**Work to complete:** Write out again, exactly, the lines below starting at the one with "self.wallet(identity).map(Signer::address)" and ending at the one with "tx.set_chain_id(self.chain_id);".

──────── The records

// Copyright 2022 Webb Technologies Inc.
//
// Licensed under the Apache License, Version 2.0 (the "License");
// you may not use this file except in compliance with the License.
// You may obtain a copy of the License at
//
// http://www.apache.org/licenses/LICENSE-2.0
//
// Unless required by applicable law or agreed to in writing, software
// distributed under the License is distributed on an "AS IS" BASIS,
// WITHOUT WARRANTIES OR CONDITIONS OF ANY KIND, either express or implied.
// See the License for the specific language governing permissions and
// limitations under the License.

use std::collections::BTreeMap;

use ethers::signers::{LocalWallet, Signer};
use ethers::types::transaction::eip2718::TypedTransaction;
use ethers::types::{Address, Bytes};
use hub_relayer_types::Identity;
use hub_relayer_utils::{Error, Result};

use crate::KeyManager;

/// Keeps the manager and worker keys in process memory.
#[derive(Debug, Clone)]
pub struct LocalKeyManager {
    chain_id: u64,
    wallets: BTreeMap<Identity, LocalWallet>,
}

impl LocalKeyManager {
    pub fn new(
        chain_id: u64,
        manager: LocalWallet,
        workers: impl IntoIterator<Item = LocalWallet>,
    ) -> Self {
        let mut wallets = BTreeMap::new();
        wallets.insert(Identity::Manager, manager.with_chain_id(chain_id));
        for (index, worker) in workers.into_iter().enumerate() {
            wallets.insert(
                Identity::Worker(index as u32),
                worker.with_chain_id(chain_id),
            );
        }
        Self { chain_id, wallets }
    }

    /// Fresh random keys for the manager and `workers` workers, lost on exit.
    pub fn random(chain_id: u64, workers: u32) -> Self {
        let mut rng = rand::thread_rng();
        let manager = LocalWallet::new(&mut rng);
        let workers: Vec<_> =
            (0..workers).map(|_| LocalWallet::new(&mut rng)).collect();
        Self::new(chain_id, manager, workers)
    }

    fn wallet(&self, identity: Identity) -> Result<&LocalWallet> {
        self.wallets
            .get(&identity)
            .ok_or_else(|| Error::UnknownIdentity {
                identity: identity.to_string(),
            })
    }
}

#[async_trait::async_trait]
impl KeyManager for LocalKeyManager {
    fn chain_id(&self) -> u64 {
        self.chain_id
    }

    fn identities(&self) -> Vec<Identity> {
        self.wallets.keys().copied().collect()
    }

    fn address(&self, identity: Identity) -> Result<Address> {
        self.wallet(identity).map(Signer::address)
    }

    async fn sign_transaction(
        &self,
        identity: Identity,
        tx: &TypedTransaction,
    ) -> Result<Bytes> {
        let wallet = self.wallet(identity)?;
        let mut tx = tx.clone();
        tx.set_chain_id(self.chain_id);
        tx.set_from(wallet.address());
        let signature = wallet.sign_transaction_sync(&tx).map_err(|e| {
            Error::SigningUnavailable {
                identity: identity.to_string(),
                reason: e.to_string(),
            }
        })?;
        Ok(tx.rlp_signed(&signature))
    }
}

#[cfg(test)]
mod tests {
    use ethers::types::{TransactionRequest, U256};
    use ethers::utils::rlp::Rlp;

    use super::*;

    #[tokio::test]
    async fn signs_for_known_identities_only() {
        let keys = LocalKeyManager::random(1337, 2);
        assert_eq!(
            keys.identities(),
            vec![Identity::Manager, Identity::Worker(0), Identity::Worker(1)]
        );
        let tx: TypedTransaction = TransactionRequest::new()
            .to(Address::repeat_byte(1))
            .value(U256::from(10))
            .nonce(0)
            .gas(21_000)
            .gas_price(1_000_000_000u64)
            .into();
        let raw = keys.sign_transaction(Identity::Worker(1), &tx).await.unwrap();
        let (decoded, signature) =
            TypedTransaction::decode_signed(&Rlp::new(&raw)).unwrap();
        let signer = signature.recover(decoded.sighash()).unwrap();
        assert_eq!(signer, keys.address(Identity::Worker(1)).unwrap());
        assert_eq!(decoded.chain_id(), Some(1337u64.into()));

        let err = keys
            .sign_transaction(Identity::Worker(5), &tx)
            .await
            .unwrap_err();
        assert!(matches!(err, Error::UnknownIdentity { .. }));
    }
}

────────────────

**Response:**
        self.wallet(identity).map(Signer::address)
    }

    async fn sign_transaction(
        &self,
        identity: Identity,
        tx: &TypedTransaction,
    ) -> Result<Bytes> {
        let wallet = self.wallet(identity)?;
        let mut tx = tx.clone();
        tx.set_chain_id(self.chain_id);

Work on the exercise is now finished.